Gustavus Woodson Smith (November 30, 1821 – June 24, 1896), more commonly known as G.W. Smith, was a career United States Army officer who fought in the Mexican–American War, a civil engineer, and a major general in the Confederate States Army during the American Civil War. He briefly commanded the Army of Northern Virginia from May 31 until June 1, 1862, following the wounding of General Joseph E. Johnston at the Battle of Seven Pines, and before General Robert E. Lee took command. Smith later served as an interim Confederate States Secretary of War and in the Georgia Militia.

==Early life and Mexican-American War==
Smith was born in Georgetown, Kentucky, and was a brother-in-law of Horace Randal and a distant relative of John Bell Hood. He graduated from the United States Military Academy as a brevet second lieutenant in 1842. Smith finished eighth out of 56 cadets. He entered the United States Army Corps of Engineers afterward and was promoted to second lieutenant on January 1, 1845.

Smith fought in the Mexican–American War, winning two brevet promotions for his actions. On April 18, 1847, he was appointed brevet first lieutenant for his service at the Battle of Cerro Gordo, and on August 20, 1847, brevet captain for his service at the Battle of Contreras. In 1848 he became an original member of the Aztec Club of 1847.

On March 3, 1853, Smith was promoted to first lieutenant. He resigned his commission on December 18, 1854, to become a civil engineer in New York City, and was Streets Commissioner there from 1858 to 1861.

==Civil War==
Smith's home state of Kentucky became a border state when the American Civil War began in 1861. Some months afterward, Smith presented himself in Richmond, Virginia, to serve in the Confederate States Army. Commissioned as a major general on September 19, he served in Northern Virginia as a divisional and "wing" commander. He fought in the Battle of Seven Pines near Richmond during the Peninsula Campaign.

On May 31, 1862, because he was the senior major general in the Army of Northern Virginia, Smith briefly took command after Gen. Joseph E. Johnston was wounded at Seven Pines. However, Smith's nerve broke, and Jefferson Davis replaced him with Robert E. Lee the following day, June 1. On June 2, Smith took a leave of absence to recuperate.

In late August, Smith returned and took command of the defenses around Richmond, which was expanded to become the Department of North Carolina & Southern Virginia in September. In addition, he acted as interim Confederate States Secretary of War from November 17 through November 21, 1862.

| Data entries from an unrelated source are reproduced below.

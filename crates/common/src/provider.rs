//! Outbound client for the boost provider API.
//!
//! One fixed base URL, authenticated with a static `X-API-Key` header on every
//! call. Responses are relayed as raw JSON; the relay never interprets
//! provider payloads beyond success/failure.

use std::time::{Duration, Instant};

use reqwest::header::{HeaderMap, HeaderName, HeaderValue, CONTENT_TYPE};
use reqwest::{Client, RequestBuilder};
use serde_json::Value;
use thiserror::Error;
use tracing::{debug, warn};

use crate::observability::{UPSTREAM_DURATION, UPSTREAM_ERRORS_TOTAL, UPSTREAM_REQUESTS_TOTAL};
use crate::types::OrderPayload;

#[derive(Debug, Error)]
pub enum ProviderError {
    #[error("provider configuration error: {0}")]
    Config(String),
    #[error("network error: {0}")]
    Network(String),
    #[error("parse error: {0}")]
    Parse(String),
    #[error("provider returned HTTP {status}")]
    Status { status: u16, body: Value },
}

impl ProviderError {
    /// Detail relayed to callers: the captured provider payload when the
    /// provider responded, otherwise the transport/decode error text.
    pub fn detail(&self) -> Value {
        match self {
            ProviderError::Status { body, .. } => body.clone(),
            other => Value::String(other.to_string()),
        }
    }
}

#[derive(Debug, Clone)]
pub struct BoostClientConfig {
    pub base_url: String,
    pub api_key: String,
    pub connect_timeout: Duration,
    pub request_timeout: Duration,
}

/// Shared provider client; cheap to clone the inner `reqwest::Client`, so one
/// instance lives in the router state for the whole process.
#[derive(Debug)]
pub struct BoostClient {
    http: Client,
    base_url: String,
}

impl BoostClient {
    pub fn new(cfg: &BoostClientConfig) -> Result<Self, ProviderError> {
        let mut api_key = HeaderValue::from_str(&cfg.api_key).map_err(|e| {
            ProviderError::Config(format!("API key is not a valid header value: {e}"))
        })?;
        api_key.set_sensitive(true);

        let mut headers = HeaderMap::new();
        headers.insert(HeaderName::from_static("x-api-key"), api_key);
        headers.insert(CONTENT_TYPE, HeaderValue::from_static("application/json"));

        let http = Client::builder()
            .default_headers(headers)
            .connect_timeout(cfg.connect_timeout)
            .timeout(cfg.request_timeout)
            .build()
            .map_err(|e| ProviderError::Config(e.to_string()))?;

        Ok(Self {
            http,
            base_url: cfg.base_url.trim_end_matches('/').to_string(),
        })
    }

    pub async fn balance(&self) -> Result<Value, ProviderError> {
        let req = self.http.get(format!("{}/balance", self.base_url));
        self.dispatch("balance", req).await
    }

    pub async fn create_order(&self, payload: &OrderPayload) -> Result<Value, ProviderError> {
        let req = self
            .http
            .post(format!("{}/order", self.base_url))
            .json(payload);
        self.dispatch("create_order", req).await
    }

    pub async fn orders(&self, page: u32) -> Result<Value, ProviderError> {
        let req = self
            .http
            .get(format!("{}/orders", self.base_url))
            .query(&[("page", page)]);
        self.dispatch("list_orders", req).await
    }

    pub async fn order(&self, order_id: &str) -> Result<Value, ProviderError> {
        let req = self
            .http
            .get(format!("{}/order/{}", self.base_url, order_id));
        self.dispatch("order_status", req).await
    }

    async fn dispatch(
        &self,
        op: &'static str,
        req: RequestBuilder,
    ) -> Result<Value, ProviderError> {
        UPSTREAM_REQUESTS_TOTAL.inc();
        let started = Instant::now();
        let result = self.exchange(req).await;
        UPSTREAM_DURATION.observe(started.elapsed().as_secs_f64());
        match &result {
            Ok(_) => debug!(
                op,
                elapsed_ms = started.elapsed().as_millis() as u64,
                "provider call ok"
            ),
            Err(e) => {
                UPSTREAM_ERRORS_TOTAL.inc();
                warn!(op, error = %e, "provider call failed");
            }
        }
        result
    }

    async fn exchange(&self, req: RequestBuilder) -> Result<Value, ProviderError> {
        let resp = req
            .send()
            .await
            .map_err(|e| ProviderError::Network(e.to_string()))?;
        let status = resp.status();
        if !status.is_success() {
            // keep the provider payload intact for the caller
            let text = resp.text().await.unwrap_or_default();
            let body = serde_json::from_str(&text).unwrap_or(Value::String(text));
            return Err(ProviderError::Status {
                status: status.as_u16(),
                body,
            });
        }
        resp.json::<Value>()
            .await
            .map_err(|e| ProviderError::Parse(e.to_string()))
    }
}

Smith resigned his commission as a major general on February 17, 1863, and became a volunteer aide to General P. G. T. Beauregard for the rest of that year. Smith was also the superintendent of the Etowah Iron Works from 1863 until June 1, 1864, when he was commissioned a major general in the Georgia Militia, commanding its first division until the war's end.

==Postbellum life and death==
Smith was paroled in Macon, Georgia, on April 20, 1865, and moved to Tennessee to become an iron manufacturer from 1866 to 1870. He moved back to Kentucky to become Insurance Commissioner until 1876, then moved to New York City and began writing. Smith authored Notes on Insurance in 1870, Confederate War Papers in 1884, The Battle of Seven Pines in 1891, and Generals J. E. Johnston and G. T. Beauregard at the Battle of Manassas, July 1861 in 1892. His final work, Company "A," Corps of Engineers, U.S.A., 1846–48, in the Mexican War, was published in 1896 after his death.

In December 1894, he was one of nineteen founders of the Military Order of Foreign Wars - a military society for officers who were veterans of wars with foreign nations and their descendants.

Smith died in New York City in 1896 and was buried in the Cedar Grove Cemetery in New London, Connecticut.